Here’s the thing, though: we’re talking a drink made with sloe gin, Amaretto, and Southern Comfort. Some recipes stipulate adding vodka; others want you to do vodka and orange juice. The ones without oj are for more authentic Alabama Shooters, and in only some shooter recipes do you find vodka added. Well, I know why that is: the sloe gin. Sloe gin is a particularly nasty, cloyingly sweet liquor, something you probably drank in your college days of sloe gin fizzes. BUT if you look at those recipes, they always stipulate adding regular gin as well–and why? Easy: to cut the taste of that god-awful sloe gin.
That’s the first non-starter for me. The second is Southern Comfort. I’m sorry, but I might have to disown myself if I drink that.
So, all in all, looking at the ingredients, I just couldn’t get excited. I kept thinking that what I’d be left with is this treacly sweet drink I would pour down the drain.
Turns out, though, that two companies–Plymouth and one other I haven’t been able to track down–make a sloe gin that is, apparently, very drinkable. If I can find a bottle, then I’m game.
So, instead, I opted for a Blood and Sand: Laphroig, Carpano Antiqua sweet vermouth, maraschino liqueur, a teaspoon of maraschino cherry juice (to get that bloody caste), and a smidge (an ounce) of orange juice. If you’ve got Cherry Herring, which is a cherry liquor, then you can dispense with the cherry juice. I only added it because maraschino liqueur, while cherry-flavored, isn’t quite the same.
Where does this splendid concoction originate? No one really knows, though the name is supposedly inspired by a Rudolph Valentino 1922 movie, Blood and Sand, which follows the life and loves of a bullfighter.

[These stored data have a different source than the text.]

//! CRM customers, interactions and orders.

use axum::http::StatusCode;
use serde_json::{Value, json};

use webshop_crm_core::UserRole;
use webshop_crm_integration_tests::TestApp;

async fn create_customer(app: &TestApp, token: &str, email: &str) -> i64 {
    let (status, body) = app
        .post(
            "/api/customers",
            Some(token),
            json!({
                "email": email,
                "first_name": "Anna",
                "last_name": "Bakker",
                "address": "Lange Voorhout 3",
                "postal_code": "2514 EA",
                "city": "Den Haag",
            }),
        )
        .await;
    assert_eq!(status, StatusCode::CREATED, "{body}");
    body["customer"]["id"].as_i64().unwrap()
}

fn order_body(customer_id: i64, number: &str) -> Value {
    json!({
        "customer_id": customer_id,
        "order_number": number,
        "total_amount": 31.9,
        "items": [
            { "product_name": "Fietsbel", "product_sku": "BEL-01", "quantity": 2, "unit_price": 6.95 },
            { "product_name": "LED set", "product_sku": "LMP-LED", "quantity": 1, "unit_price": 18.0 },
        ],
    })
}

#[tokio::test]
async fn test_customer_crud() {
    let app = TestApp::new().await;
    let staff = app.staff_token(UserRole::User).await;
    let manager = app.staff_token(UserRole::Manager).await;

    let id = create_customer(&app, &staff, "Anna@Example.nl").await;

    let (status, body) = app.get(&format!("/api/customers/{id}"), Some(&staff)).await;
    assert_eq!(status, StatusCode::OK);
    assert_eq!(body["email"], "anna@example.nl");
    assert_eq!(body["country"], "NL");
    assert_eq!(body["orders"], json!([]));

    let (status, body) = app
        .put(
            &format!("/api/customers/{id}"),
            Some(&staff),
            json!({ "customer_status": "vip", "city": "Leiden" }),
        )
        .await;
    assert_eq!(status, StatusCode::OK);
    assert_eq!(body["customer"]["customer_status"], "vip");
    assert_eq!(body["customer"]["city"], "Leiden");

    let (status, body) = app
        .put(&format!("/api/customers/{id}"), Some(&staff), json!({}))
        .await;
    assert_eq!(status, StatusCode::BAD_REQUEST);
    assert_eq!(body["error"], "No valid fields to update");

    let (status, _) = app.delete(&format!("/api/customers/{id}"), Some(&staff)).await;
    assert_eq!(status, StatusCode::FORBIDDEN);
    let (status, _) = app
        .delete(&format!("/api/customers/{id}"), Some(&manager))
        .await;
    assert_eq!(status, StatusCode::OK);

    let (status, body) = app.get(&format!("/api/customers/{id}"), Some(&staff)).await;
    assert_eq!(status, StatusCode::NOT_FOUND);
    assert_eq!(body["error"], "Customer not found");
}

#[tokio::test]
async fn test_duplicate_customer_email_rejected() {
    let app = TestApp::new().await;
    let staff = app.staff_token(UserRole::User).await;
    create_customer(&app, &staff, "dubbel@example.nl").await;

    let (status, _) = app
        .post(
            "/api/customers",
            Some(&staff),
            json!({ "email": "dubbel@example.nl", "first_name": "A", "last_name": "B" }),
        )
        .await;
    assert_eq!(status, StatusCode::BAD_REQUEST);
}

#[tokio::test]
async fn test_customer_validation_errors() {
    let app = TestApp::new().await;
    let staff = app.staff_token(UserRole::User).await;

    let (status, body) = app
        .post(
            "/api/customers",
            Some(&staff),
            json!({ "email": "geen-email", "first_name": "A", "last_name": "B" }),
        )
        .await;
    assert_eq!(status, StatusCode::BAD_REQUEST);
    assert_eq!(body["errors"][0]["field"], "email");

    let (status, _) = app
        .post("/api/customers", Some(&staff), json!({ "email": 5 }))
        .await;
    assert_eq!(status, StatusCode::BAD_REQUEST);
}

#[tokio::test]
async fn test_customer_search_and_pagination() {
    let app = TestApp::new().await;
    let staff = app.staff_token(UserRole::User).await;
    for n in 0..3 {
        create_customer(&app, &staff, &format!("zoek{n}@example.nl")).await;
    }

    let (status, body) = app
        .get("/api/customers?search=zoek&limit=2&page=1", Some(&staff))
        .await;
    assert_eq!(status, StatusCode::OK);
    assert_eq!(body["customers"].as_array().unwrap().len(), 2);
    assert_eq!(body["pagination"]["total"], 3);
    assert_eq!(body["pagination"]["pages"], 2);
}

#[tokio::test]
async fn test_interactions_logged() {
    let app = TestApp::new().await;
    let staff = app.staff_token(UserRole::User).await;
    let id = create_customer(&app, &staff, "contact@example.nl").await;

    let (status, body) = app
        .post(
            &format!("/api/customers/{id}/interactions"),
            Some(&staff),
            json!({ "interaction_type": "phone", "subject": "Vraag over levering" }),
        )
        .await;
    assert_eq!(status, StatusCode::CREATED, "{body}");
    assert_eq!(body["interaction"]["created_by"], "System");

    let (_, body) = app.get(&format!("/api/customers/{id}"), Some(&staff)).await;
    assert_eq!(body["interactions"].as_array().unwrap().len(), 1);

    let (status, _) = app
        .post(
            "/api/customers/9999/interactions",
            Some(&staff),
            json!({ "interaction_type": "note", "subject": "Niemand" }),
        )
        .await;
    assert_eq!(status, StatusCode::NOT_FOUND);
}

#[tokio::test]
async fn test_order_updates_customer_totals() {
    let app = TestApp::new().await;
    let staff = app.staff_token(UserRole::User).await;
    let customer_id = create_customer(&app, &staff, "koper@example.nl").await;

    let (status, body) = app
        .post("/api/orders", Some(&staff), order_body(customer_id, "WS-1001"))
        .await;
    assert_eq!(status, StatusCode::CREATED, "{body}");
    let order_id = body["order_id"].as_i64().unwrap();

    let (status, body) = app.get(&format!("/api/orders/{order_id}"), Some(&staff)).await;
    assert_eq!(status, StatusCode::OK);
    assert_eq!(body["order_number"], "WS-1001");
    assert_eq!(body["status"], "pending");
    assert_eq!(body["items"].as_array().unwrap().len(), 2);

    let (_, body) = app
        .get(&format!("/api/customers/{customer_id}"), Some(&staff))
        .await;
    assert_eq!(body["total_orders"], 1);
    assert_eq!(body["orders"].as_array().unwrap().len(), 1);

    let (status, _) = app
        .post("/api/orders", Some(&staff), order_body(customer_id, "WS-1001"))
        .await;
    assert_eq!(status, StatusCode::BAD_REQUEST);
}

#[tokio::test]
async fn test_order_validation_and_unknown_customer() {
    let app = TestApp::new().await;
    let staff = app.staff_token(UserRole::User).await;

    let (status, body) = app
        .post(
            "/api/orders",
            Some(&staff),
            json!({ "customer_id": 1, "order_number": "WS-1", "total_amount": 10, "items": [] }),
        )
        .await;
    assert_eq!(status, StatusCode::BAD_REQUEST);
    assert_eq!(body["errors"][0]["field"], "items");

    let (status, _) = app
        .post("/api/orders", Some(&staff), order_body(4242, "WS-2"))
        .await;
    assert_eq!(status, StatusCode::NOT_FOUND);
}

#[tokio::test]
async fn test_order_status_update() {
    let app = TestApp::new().await;
    let staff = app.staff_token(UserRole::User).await;
    let customer_id = create_customer(&app, &staff, "status@example.nl").await;
    let (_, body) = app
        .post("/api/orders", Some(&staff), order_body(customer_id, "WS-2001"))
        .await;
    let order_id = body["order_id"].as_i64().unwrap();

    let (status, _) = app
        .request(
            axum::http::Method::PATCH,
            &format!("/api/orders/{order_id}/status"),
            Some(&staff),
            Some(json!({ "status": "shipped", "tracking_number": "3SABC123" })),
        )
        .await;
    assert_eq!(status, StatusCode::OK);

    let (_, body) = app.get(&format!("/api/orders/{order_id}"), Some(&staff)).await;
    assert_eq!(body["status"], "shipped");
    assert_eq!(body["tracking_number"], "3SABC123");

    let (status, _) = app
        .request(
            axum::http::Method::PATCH,
            &format!("/api/orders/{order_id}/status"),
            Some(&staff),
            Some(json!({ "status": "lost" })),
        )
        .await;
    assert_eq!(status, StatusCode::BAD_REQUEST);
}

#[tokio::test]
async fn test_huge_page_number_is_not_an_error() {
    let app = TestApp::new().await;
    let staff = app.staff_token(UserRole::User).await;
    create_customer(&app, &staff, "pagina@example.nl").await;

    let (status, body) = app
        .get(&format!("/api/customers?page={}&limit=20", i64::MAX), Some(&staff))
        .await;
    assert_eq!(status, StatusCode::OK, "{body}");
    assert_eq!(body["customers"], json!([]));
    assert_eq!(body["pagination"]["total"], 1);
    assert_eq!(body["pagination"]["pages"], 1);
}

#[tokio::test]
async fn test_order_line_overflow_is_rejected() {
    let app = TestApp::new().await;
    let staff = app.staff_token(UserRole::User).await;
    let customer_id = create_customer(&app, &staff, "overloop@example.nl").await;

    let (status, body) = app
        .post(
            "/api/orders",
            Some(&staff),
            json!({
                "customer_id": customer_id,
                "order_number": "WS-MAX",
                "total_amount": 10,
                "items": [
                    { "product_name": "Fietsbel", "quantity": i64::MAX, "unit_price": 999_999 },
                ],
            }),
        )
        .await;
    assert_eq!(status, StatusCode::BAD_REQUEST, "{body}");
    assert_eq!(body["errors"][0]["field"], "items.quantity");
    assert_eq!(body["errors"][0]["message"], "quantity must be between 1 and 100000");
}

Whatever. The husband was sold. Me, too, and I’m not really a fan of orange juice. This had a wonderfully smoky complexity and is something you must sip very, very slowly. I don’t think the cherry notes came through, though, and I’d be interested in trying this again with true Cherry Herring. One thing’s sure, though: your grandma’s screwdriver, this ain’t.
If I can figure out how to do those little doohickeys–you know, stars or what-have-you to show what you think of a something–then this would definitely rate as a four-martini glass cocktail. Maybe five, if I can track down some Cherry Herring.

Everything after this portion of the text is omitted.